The topical anti-inflammatory activity was evaluated as inhibition of the croton oil-induced ear edema in mice (Tubaro et al., 1985). The animal experiments complied with the Italian D.L. n. 116 of 27 January 1992 and associated guidelines in the European Communities Council Directive of 24 November 1986 (86/609 ECC). Male CD-1 mice (28–32 g; Harlan-Italy, Udine, Italy) were anaesthetised with ketamine hydrochloride (145 mg/kg, intraperitoneally). Cutaneous inflammation was induced on the inner surface of the right ear (surface: about 1 cm2) of anaesthetised mice by application of 80 µg of croton oil dissolved in an appropriate vehicle, as reported below. Control animals received only the irritant solution, while the other animals received both the irritant and the substances under testing, dissolved in the same vehicle used for the relevant controls.

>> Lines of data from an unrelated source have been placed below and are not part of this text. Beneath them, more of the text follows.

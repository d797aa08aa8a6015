use clap::Parser;

pub mod global;
pub mod root_commands;

pub use global::{GlobalFlags, OutputFormat};
pub use root_commands::Commands;

/// Top-level CLI parser for the `xpress` binary.
#[derive(Debug, Parser)]
#[command(
    name = "xpress",
    version,
    about = "XPress - schema-validated model descriptors"
)]
pub struct Cli {
    #[command(subcommand)]
    pub command: Commands,

    /// Output format: json, raw
    #[arg(short, long, global = true, default_value = "json")]
    pub format: OutputFormat,

    /// Quiet mode (errors only in logs)
    #[arg(short, long, global = true)]
    pub quiet: bool,

    /// Verbose mode (debug logging)
    #[arg(short, long, global = true)]
    pub verbose: bool,
}

impl Cli {
    /// Extract ergonomic global flags struct for command handlers.
    #[must_use]
    pub fn global_flags(&self) -> GlobalFlags {
        GlobalFlags {
            format: self.format,
            quiet: self.quiet,
            verbose: self.verbose,
        }
    }
}

#[cfg(test)]
mod tests {
    use std::path::PathBuf;

    use clap::{CommandFactory, Parser};

    use super::{Cli, Commands, OutputFormat};

    #[test]
    fn clap_command_tree_is_valid() {
        Cli::command().debug_assert();
    }

    #[test]
    fn global_flags_parse_before_subcommand() {
        let cli = Cli::try_parse_from(["xpress", "--format", "raw", "--verbose", "schema", "a.json"])
            .expect("cli should parse");

        let flags = cli.global_flags();
        assert_eq!(flags.format, OutputFormat::Raw);
        assert!(flags.verbose);
        assert!(!flags.quiet);
        assert!(matches!(cli.command, Commands::Schema(ref args) if args.schema == PathBuf::from("a.json")));
    }

    #[test]
    fn global_flags_parse_after_subcommand() {
        let cli = Cli::try_parse_from([
            "xpress", "validate", "post.json", "data.json", "--title", "BlogPost", "-q",
        ])
        .expect("cli should parse");

        assert!(cli.quiet);
        let Commands::Validate(args) = cli.command else {
            panic!("expected validate");
        };
        assert_eq!(args.attributes, PathBuf::from("data.json"));
        assert_eq!(args.title.as_deref(), Some("BlogPost"));
    }

    #[test]
    fn list_requires_at_least_one_file() {
        assert!(Cli::try_parse_from(["xpress", "list"]).is_err());
        assert!(Cli::try_parse_from(["xpress", "list", "a.json", "b.json"]).is_ok());
    }
}
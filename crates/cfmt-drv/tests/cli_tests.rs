use std::io::Write;

use assert_cmd::Command;
use predicates::prelude::*;
use tempfile::Builder;

#[test]
fn exits_success_on_a_well_formed_file() {
    let mut file = Builder::new().suffix(".c").tempfile().unwrap();
    file.write_all(b"int main(void) { return 0; }\n").unwrap();

    Command::cargo_bin("cfmt")
        .unwrap()
        .arg(file.path())
        .assert()
        .success();
}

#[test]
fn exits_failure_and_reports_location_on_a_lex_error() {
    let mut file = Builder::new().suffix(".c").tempfile().unwrap();
    file.write_all(b"char *s = \"unterminated;\n").unwrap();

    Command::cargo_bin("cfmt")
        .unwrap()
        .arg(file.path())
        .assert()
        .failure()
        .stderr(predicate::str::contains("lex error"));
}

#[test]
fn exits_failure_on_a_missing_file() {
    Command::cargo_bin("cfmt")
        .unwrap()
        .arg("/nonexistent/definitely-not-here.c")
        .assert()
        .failure();
}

The vehicles used were acetone or, for the aqueous extract and its controls, 42% aqueous ethanol (v/v). At the maximum of the edematous response, six hours later, mice were sacrificed and a plug (6 mm ∅) was removed from both the treated (right) and the untreated (left) ears. The edematous response was measured as the weight difference between the two plugs. The anti-inflammatory activity was expressed as percentage of the edema reduction in treated mice compared to the relevant control mice. The non steroidal anti-inflammatory drug (NSAID) indomethacin was used as reference compound. Statistical analysis

Pharmacological data were analysed by the Student’s ttest, and a probability level lower than 0.05 was considered as statistically significant. ID50 values (dose giving 50% edema inhibition) were calculated by graphic interpolation of the dose-effect curves.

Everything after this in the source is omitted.